We performed consensus clustering of CML patients based on the expression of DEGs and identified two molecular subtypes (Cluster A and Cluster B) (Fig. 3A). The PCA algorithm further validated the reliability of the classification (Fig. 3B). Compared to Cluster A, most DEGs were upregulated in Cluster B (Fig. 3C). Moreover, immune infiltration analysis showed that CD8 + T cells, resting CD4 + memory T cells, resting and activated NK cells were significantly enriched in Cluster B, and monocytes and neutrophils were infiltrated at higher levels in Cluster A (Fig. 3D). In the GSE144119 cohort, we used the same approach to identify two molecular subtypes with familiar expression and immune infiltration characteristics (Additional file 1: Figure S1A-S1B). Meanwhile, we used the GSVA algorithm to compare the difference in activity of the tumor hallmark gene set in the two molecular subtypes (Fig. 3E). We found that the reactive oxygen species (ROS) pathway, glycolytic and mTORC1 signaling pathways were more active in Cluster A; the gene sets of interferon gamma (IFN-γ) response, IL6-JAK-STAT3 signaling pathway, IL2-STAT5 signaling pathway, inflammatory response, P53 pathway, and IL2-JAK-STAT5, Notch, TGF-β, TNF-α, WNT-β signaling pathways had higher enrichment scores in Cluster B. These results suggest that the two molecular subtypes are significantly different, with Cluster B exhibiting an inflammatory and immune activating phenotype and Cluster A exhibiting immune suppression, as well as a more active energy metabolism characteristic.

Fig. 3
figure 3

Identification of molecular subtypes of CML and prediction of drug response in different subtypes.
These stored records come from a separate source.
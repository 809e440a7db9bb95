//! Element kinds and their per-pass evaluation.

use crate::net::{Pin, PinId, Position, Signal};

id_gen!(ElementId, "e");

#[derive(Copy, Clone, Debug, PartialEq, Eq)]
pub enum GateType {
    And,
    Nand,
    Or,
    Nor,
    Xor,
    Xnor,
}

impl GateType {
    pub fn eval(self, a: bool, b: bool) -> bool {
        match self {
            GateType::And => a && b,
            GateType::Nand => !(a && b),
            GateType::Or => a || b,
            GateType::Nor => !(a || b),
            GateType::Xor => a != b,
            GateType::Xnor => a == b,
        }
    }
}

#[derive(Copy, Clone, Debug, PartialEq, Eq)]
pub enum SwitchType {
    /// Flips on every release and holds. Starts at `initial`.
    Toggle { initial: bool },
    /// On while held. With `normally_off == false` the output is inverted,
    /// high while released and low while held.
    Pushbutton { normally_off: bool },
    /// Same logic as [`SwitchType::Pushbutton`], drawn larger.
    LargePushbutton { normally_off: bool },
}

impl SwitchType {
    fn initial(self) -> bool {
        match self {
            SwitchType::Toggle { initial } => initial,
            SwitchType::Pushbutton { .. } | SwitchType::LargePushbutton { .. } => false,
        }
    }

    /// Level driven onto the output pin for a given `is_on`.
    pub fn output(self, is_on: bool) -> bool {
        match self {
            SwitchType::Toggle { .. } => is_on,
            SwitchType::Pushbutton { normally_off }
            | SwitchType::LargePushbutton { normally_off } => {
                if normally_off {
                    is_on
                } else {
                    !is_on
                }
            }
        }
    }

    pub(crate) fn press(self, is_on: &mut bool) {
        match self {
            SwitchType::Toggle { .. } => (),
            SwitchType::Pushbutton { .. } | SwitchType::LargePushbutton { .. } => *is_on = true,
        }
    }

    pub(crate) fn release(self, is_on: &mut bool) {
        match self {
            SwitchType::Toggle { .. } => *is_on = !*is_on,
            SwitchType::Pushbutton { .. } | SwitchType::LargePushbutton { .. } => *is_on = false,
        }
    }
}

#[derive(Copy, Clone, Debug, Default, PartialEq, Eq)]
pub enum LightColor {
    #[default]
    Yellow,
    Green,
    Red,
}

#[derive(Clone, Debug)]
pub enum ElementKind {
    Gate {
        gate: GateType,
        a: PinId,
        b: PinId,
        y: PinId,
    },
    Not {
        input: PinId,
        out: PinId,
    },
    Switch {
        switch: SwitchType,
        is_on: bool,
        out: PinId,
    },
    Led {
        color: LightColor,
        lit: bool,
        input: PinId,
    },
}

impl ElementKind {
    pub(crate) fn switch(switch: SwitchType, out: PinId) -> Self {
        ElementKind::Switch {
            switch,
            is_on: switch.initial(),
            out,
        }
    }

    pub fn name(&self) -> &'static str {
        match self {
            ElementKind::Gate { gate, .. } => match gate {
                GateType::And => "and",
                GateType::Nand => "nand",
                GateType::Or => "or",
                GateType::Nor => "nor",
                GateType::Xor => "xor",
                GateType::Xnor => "xnor",
            },
            ElementKind::Not { .. } => "not",
            ElementKind::Switch { .. } => "switch",
            ElementKind::Led { .. } => "led",
        }
    }

    pub fn pins(&self) -> Vec<PinId> {
        match *self {
            ElementKind::Gate { a, b, y, .. } => vec![a, b, y],
            ElementKind::Not { input, out } => vec![input, out],
            ElementKind::Switch { out, .. } => vec![out],
            ElementKind::Led { input, .. } => vec![input],
        }
    }
}

#[derive(Clone, Debug)]
pub struct Element {
    pub position: Position,
    pub kind: ElementKind,
}

impl Element {
    /// Reads the input pins and drives the output pins. Gates never look at
    /// their previous output, switches only publish `is_on`, lights only
    /// latch what they see for the renderer.
    pub fn compute(&mut self, pins: &[Pin], signals: &mut [Signal]) {
        match &mut self.kind {
            ElementKind::Gate { gate, a, b, y } => {
                let a = pins[a.index()].read(signals);
                let b = pins[b.index()].read(signals);
                pins[y.index()].write(signals, gate.eval(a, b));
            }
            ElementKind::Not { input, out } => {
                let input = pins[input.index()].read(signals);
                pins[out.index()].write(signals, !input);
            }
            ElementKind::Switch { switch, is_on, out } => {
                pins[out.index()].write(signals, switch.output(*is_on));
            }
            ElementKind::Led { input, lit, .. } => {
                *lit = pins[input.index()].read(signals);
            }
        }
    }

    pub fn is_on(&self) -> Option<bool> {
        match self.kind {
            ElementKind::Switch { is_on, .. } => Some(is_on),
            _ => None,
        }
    }

    pub fn is_lit(&self) -> Option<bool> {
        match self.kind {
            ElementKind::Led { lit, .. } => Some(lit),
            _ => None,
        }
    }
}

#[cfg(test)]
mod test {
    use super::*;

    #[test]
    fn gate_formulas() {
        let cases = [(false, false), (false, true), (true, false), (true, true)];
        let table = [
            (GateType::And, [false, false, false, true]),
            (GateType::Nand, [true, true, true, false]),
            (GateType::Or, [false, true, true, true]),
            (GateType::Nor, [true, false, false, false]),
            (GateType::Xor, [false, true, true, false]),
            (GateType::Xnor, [true, false, false, true]),
        ];
        for (gate, expecteds) in table {
            for ((a, b), expected) in cases.into_iter().zip(expecteds) {
                assert_eq!(gate.eval(a, b), expected, "{a} {gate:?} {b}");
            }
        }
    }

    #[test]
    fn switch_events() {
        let toggle = SwitchType::Toggle { initial: true };
        let mut is_on = toggle.initial();
        toggle.press(&mut is_on);
        assert!(is_on);
        toggle.release(&mut is_on);
        assert!(!is_on);

        let button = SwitchType::LargePushbutton {
            normally_off: false,
        };
        let mut is_on = button.initial();
        assert!(button.output(is_on));
        button.press(&mut is_on);
        assert!(!button.output(is_on));
        button.release(&mut is_on);
        assert!(button.output(is_on));
    }
}
//! Circuit errors

use thiserror::Error;

use crate::{ElementId, PinId};

/// Circuit result type
pub type Result<T> = std::result::Result<T, Error>;

/// Errors raised by the checked entry points of [`crate::Circuit`].
///
/// The simulation itself never fails, these only cover ids that were not
/// issued by the circuit they are used with, or events sent to the wrong
/// kind of element.
#[derive(Debug, Error, Clone, Copy, PartialEq, Eq)]
pub enum Error {
    #[error("pin {0} does not belong to this circuit")]
    UnknownPin(PinId),

    #[error("element {0} does not belong to this circuit")]
    UnknownElement(ElementId),

    #[error("element {0} is not a switch")]
    NotASwitch(ElementId),

    #[error("element {0} is not a light")]
    NotALight(ElementId),
}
A The consensus clustering algorithm divided CML patients into two different molecular subtypes based on the expression of DEGs. B PCA algorithm was used to verify the classification reliability of the two molecular subtypes. CF Differences in expression of DEGs (C), infiltration of 22 immune cells (D), activity of tumor hallmark gene sets (E) and TIDE scores (F) between the two molecular subtypes. (G) Differences in the therapeutic response of the two molecular subtypes to immune checkpoint inhibitors. HK Differences in therapeutic sensitivity of the two molecular subtypes to four TKIs

Prediction of treatment response for different molecular subtypes

We further predicted the treatment response of different molecular subtypes. The TIDE score reflects the immune escape ability of tumor cells, and we observed a higher TIDE score for Cluster B than Cluster A (Fig. 3F), suggesting that Cluster B has a higher immune escape ability, implying that patients of this subtype may benefit more from immunotherapy. We mapped the expression profiles of CML patients with another dataset containing 47 melanoma patients who responded to immunotherapy. The results showed that patients with Cluster B were more likely to respond to anti-CTLA4 and anti-PD-1 therapies (Fig. 3G). We then predicted the response of different molecular subtypes to TKIs commonly used for CML treatment, and the results showed that Cluster B patients had higher therapeutic sensitivity to imatinib, nilotinib and dasatinib (Fig. 3H, J); however, there was no significant difference in therapeutic sensitivity to bosutinib between the two groups (Fig. 3K).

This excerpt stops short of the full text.